*** Supplied records ***

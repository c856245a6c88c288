//! Value types: types passed into and returned from an [`AnyFunction`](crate::AnyFunction) by
//! copy.

use std::{
    collections::{BTreeMap, BTreeSet, HashMap, HashSet, VecDeque},
    rc::Rc,
    sync::Arc,
};

/// Declare types that are passed and returned by value.
///
/// A value type is cloned out of its argument location when it is a parameter, owned by the
/// [`AnyResult`](crate::AnyResult) when it is returned, and cloned again when extracted. This
/// macro implements [`Describe`](crate::Describe), [`Parameter`](crate::Parameter),
/// [`ReturnValue`](crate::ReturnValue), and [`Extract`](crate::Extract) for each listed type.
///
/// Concrete types are listed directly. A single generic type is written with an `impl<...>`
/// header; every generic parameter is required to be `Clone + 'static`.
///
/// For your own structs and enums, `#[derive(Value)]` does the same thing.
///
/// # Examples
///
/// ```
/// use anyfn::{by_value, AnyFunction, TypeDescriptor};
///
/// #[derive(Clone, Debug, PartialEq)]
/// struct Meters(f64);
///
/// #[derive(Clone)]
/// struct Tagged<T>(T, &'static str);
///
/// by_value!(Meters);
/// by_value!(impl<T> Tagged<T>);
///
/// let double = AnyFunction::new(|m: Meters| Meters(m.0 * 2.0));
/// assert_eq!(double.return_type(), TypeDescriptor::of::<Meters>());
/// assert_eq!(double.parameter_types(), [TypeDescriptor::of::<Meters>()]);
/// assert!(TypeDescriptor::of::<Tagged<u8>>() != TypeDescriptor::of::<Tagged<i8>>());
/// ```
#[macro_export]
macro_rules! by_value {
    (@impl [$($param:ident: [$($bound:tt)*]),*] $ty:ty) => {
        unsafe impl<$($param: $($bound)*),*> $crate::Describe for $ty {
            fn descriptor() -> $crate::TypeDescriptor {
                $crate::TypeDescriptor::value::<Self>()
            }
        }

        impl<$($param: $($bound)*),*> $crate::Parameter for $ty {
            unsafe fn fetch(arg: &$crate::Arg<'_>) -> Self {
                $crate::__private::clone_arg::<Self>(arg)
            }
        }

        impl<'a, $($param: $($bound)*),*> $crate::ReturnValue<'a> for $ty {
            fn into_result(self) -> $crate::AnyResult<'a> {
                $crate::AnyResult::owned(self)
            }
        }

        impl<'a, $($param: $($bound)*),*> $crate::Extract<'a> for $ty {
            unsafe fn extract(result: &$crate::AnyResult<'a>) -> Self {
                $crate::__private::clone_result::<Self>(result)
            }
        }
    };
    (impl<$($param:ident),+ $(,)?> $ty:ty) => {
        $crate::by_value!(@impl [$($param: [::core::clone::Clone + 'static]),+] $ty);
    };
    ($($ty:ty),+ $(,)?) => {
        $($crate::by_value!(@impl [] $ty);)+
    };
}

by_value!(bool, char, i8, i16, i32, i64, i128, isize);
by_value!(u8, u16, u32, u64, u128, usize, f32, f64, String);
by_value!(impl<T> Vec<T>);
by_value!(impl<T> VecDeque<T>);
by_value!(impl<T> Option<T>);
by_value!(impl<T> Box<T>);
by_value!(impl<K, V> BTreeMap<K, V>);
by_value!(impl<T> BTreeSet<T>);
by_value!(impl<K, V> HashMap<K, V>);
by_value!(impl<T> HashSet<T>);
by_value!(impl<A, B> (A, B));
by_value!(impl<A, B, C> (A, B, C));

// Shared pointers are `Clone` whatever they point at.
by_value!(@impl [T: [?Sized + 'static]] Rc<T>);
by_value!(@impl [T: [?Sized + 'static]] Arc<T>);

#[doc(hidden)]
pub mod __private {
    //! Support for code generated by `by_value!` and `#[derive(Value)]`.

    use crate::{AnyResult, Arg};

    /// Clone the value an argument points at.
    ///
    /// # Safety
    ///
    /// `arg` must point at a `T`.
    pub unsafe fn clone_arg<T: Clone + 'static>(arg: &Arg<'_>) -> T {
        (*arg.cast::<T>()).clone()
    }

    /// Clone the value a non-void result holds.
    ///
    /// # Safety
    ///
    /// `result` must hold a `T`.
    pub unsafe fn clone_result<T: Clone + 'static>(result: &AnyResult<'_>) -> T {
        result.address_unchecked().cast::<T>().as_ref().clone()
    }
}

*** End of Supplied records ***

◆ **Task brief**: What is needed is an exact copy of every entry above.

◆ **Expected answer**:
repository c856245a6c88c288
//! Value types: types passed into and returned from an [`AnyFunction`](crate::AnyFunction) by
//! copy.

use std::{
    collections::{BTreeMap, BTreeSet, HashMap, HashSet, VecDeque},
    rc::Rc,
    sync::Arc,
};

/// Declare types that are passed and returned by value.
///
/// A value type is cloned out of its argument location when it is a parameter, owned by the
/// [`AnyResult`](crate::AnyResult) when it is returned, and cloned again when extracted. This
/// macro implements [`Describe`](crate::Describe), [`Parameter`](crate::Parameter),
/// [`ReturnValue`](crate::ReturnValue), and [`Extract`](crate::Extract) for each listed type.
///
/// Concrete types are listed directly. A single generic type is written with an `impl<...>`
/// header; every generic parameter is required to be `Clone + 'static`.
///
/// For your own structs and enums, `#[derive(Value)]` does the same thing.
///
/// # Examples
///
/// ```
/// use anyfn::{by_value, AnyFunction, TypeDescriptor};
///
/// #[derive(Clone, Debug, PartialEq)]
/// struct Meters(f64);
///
/// #[derive(Clone)]
/// struct Tagged<T>(T, &'static str);
///
/// by_value!(Meters);
/// by_value!(impl<T> Tagged<T>);
///
/// let double = AnyFunction::new(|m: Meters| Meters(m.0 * 2.0));
/// assert_eq!(double.return_type(), TypeDescriptor::of::<Meters>());
/// assert_eq!(double.parameter_types(), [TypeDescriptor::of::<Meters>()]);
/// assert!(TypeDescriptor::of::<Tagged<u8>>() != TypeDescriptor::of::<Tagged<i8>>());
/// ```
#[macro_export]
macro_rules! by_value {
    (@impl [$($param:ident: [$($bound:tt)*]),*] $ty:ty) => {
        unsafe impl<$($param: $($bound)*),*> $crate::Describe for $ty {
            fn descriptor() -> $crate::TypeDescriptor {
                $crate::TypeDescriptor::value::<Self>()
            }
        }

        impl<$($param: $($bound)*),*> $crate::Parameter for $ty {
            unsafe fn fetch(arg: &$crate::Arg<'_>) -> Self {
                $crate::__private::clone_arg::<Self>(arg)
            }
        }

        impl<'a, $($param: $($bound)*),*> $crate::ReturnValue<'a> for $ty {
            fn into_result(self) -> $crate::AnyResult<'a> {
                $crate::AnyResult::owned(self)
            }
        }

        impl<'a, $($param: $($bound)*),*> $crate::Extract<'a> for $ty {
            unsafe fn extract(result: &$crate::AnyResult<'a>) -> Self {
                $crate::__private::clone_result::<Self>(result)
            }
        }
    };
    (impl<$($param:ident),+ $(,)?> $ty:ty) => {
        $crate::by_value!(@impl [$($param: [::core::clone::Clone + 'static]),+] $ty);
    };
    ($($ty:ty),+ $(,)?) => {
        $($crate::by_value!(@impl [] $ty);)+
    };
}

by_value!(bool, char, i8, i16, i32, i64, i128, isize);
by_value!(u8, u16, u32, u64, u128, usize, f32, f64, String);
by_value!(impl<T> Vec<T>);
by_value!(impl<T> VecDeque<T>);
by_value!(impl<T> Option<T>);
by_value!(impl<T> Box<T>);
by_value!(impl<K, V> BTreeMap<K, V>);
by_value!(impl<T> BTreeSet<T>);
by_value!(impl<K, V> HashMap<K, V>);
by_value!(impl<T> HashSet<T>);
by_value!(impl<A, B> (A, B));
by_value!(impl<A, B, C> (A, B, C));

// Shared pointers are `Clone` whatever they point at.
by_value!(@impl [T: [?Sized + 'static]] Rc<T>);
by_value!(@impl [T: [?Sized + 'static]] Arc<T>);

#[doc(hidden)]
pub mod __private {
    //! Support for code generated by `by_value!` and `#[derive(Value)]`.

    use crate::{AnyResult, Arg};

    /// Clone the value an argument points at.
    ///
    /// # Safety
    ///
    /// `arg` must point at a `T`.
    pub unsafe fn clone_arg<T: Clone + 'static>(arg: &Arg<'_>) -> T {
        (*arg.cast::<T>()).clone()
    }

    /// Clone the value a non-void result holds.
    ///
    /// # Safety
    ///
    /// `result` must hold a `T`.
    pub unsafe fn clone_result<T: Clone + 'static>(result: &AnyResult<'_>) -> T {
        result.address_unchecked().cast::<T>().as_ref().clone()
    }
}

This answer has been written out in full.